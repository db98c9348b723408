use std::borrow::Cow;

use unicode_width::{UnicodeWidthChar, UnicodeWidthStr};

/// Ellipsis appended to truncated terminal text
const ELLIPSIS: &str = "...";
/// Display width of the ellipsis (3 columns for ASCII "...")
const ELLIPSIS_WIDTH: usize = 3;

/// Calculates the display width of a string in terminal columns.
///
/// CJK characters and most emoji count as 2 columns, combining marks as 0.
///
/// ```
/// use newsgrep::util::display_width;
///
/// assert_eq!(display_width("Hello"), 5);
/// assert_eq!(display_width("你好"), 4);
/// ```
pub fn display_width(s: &str) -> usize {
    UnicodeWidthStr::width(s)
}

/// Truncates a string to fit within `max_width` terminal columns.
///
/// When truncation is necessary "..." is appended and counted against the
/// budget. Widths of 3 or less have no room for an ellipsis, so as many
/// characters as fit are returned without one.
///
/// Returns `Cow::Borrowed` whenever the input already fits.
///
/// ```
/// use newsgrep::util::truncate_to_width;
///
/// assert_eq!(truncate_to_width("Short", 10), "Short");
/// assert_eq!(truncate_to_width("Hello World", 8), "Hello...");
/// assert_eq!(truncate_to_width("Test", 2), "Te");
/// ```
pub fn truncate_to_width(s: &str, max_width: usize) -> Cow<'_, str> {
    if display_width(s) <= max_width {
        return Cow::Borrowed(s);
    }

    let (budget, suffix) = if max_width <= ELLIPSIS_WIDTH {
        (max_width, "")
    } else {
        (max_width - ELLIPSIS_WIDTH, ELLIPSIS)
    };

    let mut used = 0;
    let mut cut = 0;
    for (idx, c) in s.char_indices() {
        let w = UnicodeWidthChar::width(c).unwrap_or(0);
        if used + w > budget {
            break;
        }
        used += w;
        cut = idx + c.len_utf8();
    }

    Cow::Owned(format!("{}{}", &s[..cut], suffix))
}

/// Truncates a string to at most `max_bytes` bytes without splitting a
/// UTF-8 sequence.
///
/// Used for diagnostic excerpts of remote payloads, whose limits are
/// expressed in bytes.
///
/// ```
/// use newsgrep::util::truncate_bytes;
///
/// assert_eq!(truncate_bytes("abcdef", 4), "abcd");
/// // "é" is two bytes; cutting inside it backs off to the boundary
/// assert_eq!(truncate_bytes("aé", 2), "a");
/// ```
pub fn truncate_bytes(s: &str, max_bytes: usize) -> &str {
    if s.len() <= max_bytes {
        return s;
    }
    let mut end = max_bytes;
    while !s.is_char_boundary(end) {
        end -= 1;
    }
    &s[..end]
}

/// Strips terminal control characters and ANSI escape sequences.
///
/// Feed titles and user queries are untrusted; printing them raw would let a
/// remote server move the cursor or retitle the terminal.
///
/// Removes C0 controls other than tab/newline/CR, DEL, C1 controls (U+0080 to
/// U+009F, which include the one-character CSI), CSI sequences
/// (`ESC [` ... final byte 0x40-0x7E), OSC sequences (`ESC ]` ... BEL or
/// `ESC \`), and a bare ESC.
///
/// Returns `Cow::Borrowed` when there is nothing to strip.
pub fn strip_control_chars(s: &str) -> Cow<'_, str> {
    fn is_stripped(c: char) -> bool {
        c == '\x7f'
            || ('\u{80}'..='\u{9f}').contains(&c)
            || (c < '\x20' && !matches!(c, '\t' | '\n' | '\r'))
    }

    if !s.chars().any(is_stripped) {
        return Cow::Borrowed(s);
    }

    let mut out = String::with_capacity(s.len());
    let mut chars = s.chars().peekable();

    while let Some(c) = chars.next() {
        if c != '\x1b' {
            if !is_stripped(c) {
                out.push(c);
            }
            continue;
        }

        match chars.peek() {
            Some('[') => {
                chars.next();
                // Parameter and intermediate bytes up to and including the final byte
                for c in chars.by_ref() {
                    if ('\x40'..='\x7e').contains(&c) {
                        break;
                    }
                }
            }
            Some(']') => {
                chars.next();
                while let Some(c) = chars.next() {
                    if c == '\x07' {
                        break;
                    }
                    if c == '\x1b' && chars.peek() == Some(&'\\') {
                        chars.next();
                        break;
                    }
                }
            }
            _ => {}
        }
    }

    Cow::Owned(out)
}

/// Collapses every run of whitespace into a single space and trims both ends.
pub fn collapse_whitespace(s: &str) -> String {
    s.split_whitespace().collect::<Vec<_>>().join(" ")
}

#[cfg(test)]
mod tests {
    use super::*;
    use proptest::prelude::*;

    #[test]
    fn test_ascii_truncation() {
        assert_eq!(truncate_to_width("Hello World", 8), "Hello...");
        assert_eq!(truncate_to_width("Short", 10), "Short");
    }

    #[test]
    fn test_cjk_truncation() {
        // 2 columns per character: budget 7 - 3 = 4 fits two characters
        assert_eq!(truncate_to_width("你好世界", 7), "你好...");
        assert_eq!(truncate_to_width("你好世界", 5), "你...");
    }

    #[test]
    fn test_narrow_widths() {
        assert_eq!(truncate_to_width("Test", 0), "");
        assert_eq!(truncate_to_width("Test", 1), "T");
        assert_eq!(truncate_to_width("Test", 3), "Tes");
        assert_eq!(truncate_to_width("你好", 1), "");
        assert_eq!(truncate_to_width("Testing", 4), "T...");
    }

    #[test]
    fn test_exact_fit_is_borrowed() {
        let result = truncate_to_width("12345", 5);
        assert!(matches!(result, Cow::Borrowed(_)));
    }

    #[test]
    fn test_truncate_bytes_respects_char_boundaries() {
        assert_eq!(truncate_bytes("日本語", 4), "日");
        assert_eq!(truncate_bytes("日本語", 6), "日本");
        assert_eq!(truncate_bytes("short", 8192), "short");
        assert_eq!(truncate_bytes("", 0), "");
    }

    // ========================================================================
    // strip_control_chars tests
    // ========================================================================

    #[test]
    fn test_strip_clean_text_returns_borrowed() {
        let input = "wildfire updates\tand\nmore";
        let result = strip_control_chars(input);
        assert!(matches!(result, Cow::Borrowed(_)));
        assert_eq!(result, input);
    }

    #[test]
    fn test_strip_removes_controls_and_del() {
        assert_eq!(strip_control_chars("he\x00ll\x07o\x7f!"), "hello!");
    }

    #[test]
    fn test_strip_ansi_sequences() {
        assert_eq!(strip_control_chars("\x1b[31mRed\x1b[0m"), "Red");
        assert_eq!(strip_control_chars("\x1b]0;evil title\x07safe"), "safe");
        assert_eq!(strip_control_chars("\x1b]0;evil title\x1b\\safe"), "safe");
        assert_eq!(strip_control_chars("a\x1bb"), "ab");
    }

    #[test]
    fn test_strip_removes_c1_controls() {
        // U+009B is the single-character CSI
        assert_eq!(strip_control_chars("a\u{9b}31mb\u{85}c\u{80}"), "a31mbc");
        assert_eq!(strip_control_chars("café \u{a0}ok"), "café \u{a0}ok");
    }

    #[test]
    fn test_strip_unicode_preserved() {
        assert_eq!(strip_control_chars("日本語 \x1b[1m赤\x1b[0m"), "日本語 赤");
    }

    #[test]
    fn test_collapse_whitespace() {
        assert_eq!(collapse_whitespace("  climate \t\n change  "), "climate change");
        assert_eq!(collapse_whitespace(" \n\t "), "");
    }

    proptest! {
        #[test]
        fn prop_truncated_text_fits_width(s in "[a-zA-Z0-9 你好世界]{0,40}", width in 0usize..30) {
            let out = truncate_to_width(&s, width);
            prop_assert!(display_width(&out) <= width);
        }

        #[test]
        fn prop_truncate_bytes_is_prefix(s in "\\PC{0,40}", max in 0usize..64) {
            let out = truncate_bytes(&s, max);
            prop_assert!(out.len() <= max);
            prop_assert!(s.starts_with(out));
        }

        #[test]
        fn prop_stripped_text_has_no_escape(s in "[a-z\\[\\]\\x00-\\x1f\\x7f]{0,30}") {
            let out = strip_control_chars(&s);
            prop_assert!(!out.contains('\x1b'));
        }
    }
}
// libs/doctor-cell/src/services/mod.rs
pub mod matching;
pub mod roster;
pub mod search;
pub mod handlers;
pub mod router;
pub mod models;
pub mod services;

// Re-export all models and services for external use
pub use models::*;
pub use services::*;

pub use router::{doctor_routes, DoctorCellState};
pub use services::roster::DoctorRoster;
pub use services::search::DoctorSearchService;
________________________
In the reply, include exactly the lines from the beginning of the entries above through the line holding "counted against the", and nothing besides.

repository db98c9348b723408
use std::borrow::Cow;

use unicode_width::{UnicodeWidthChar, UnicodeWidthStr};

/// Ellipsis appended to truncated terminal text
const ELLIPSIS: &str = "...";
/// Display width of the ellipsis (3 columns for ASCII "...")
const ELLIPSIS_WIDTH: usize = 3;

/// Calculates the display width of a string in terminal columns.
///
/// CJK characters and most emoji count as 2 columns, combining marks as 0.
///
/// ```
/// use newsgrep::util::display_width;
///
/// assert_eq!(display_width("Hello"), 5);
/// assert_eq!(display_width("你好"), 4);
/// ```
pub fn display_width(s: &str) -> usize {
    UnicodeWidthStr::width(s)
}

/// Truncates a string to fit within `max_width` terminal columns.
///
/// When truncation is necessary "..." is appended and counted against the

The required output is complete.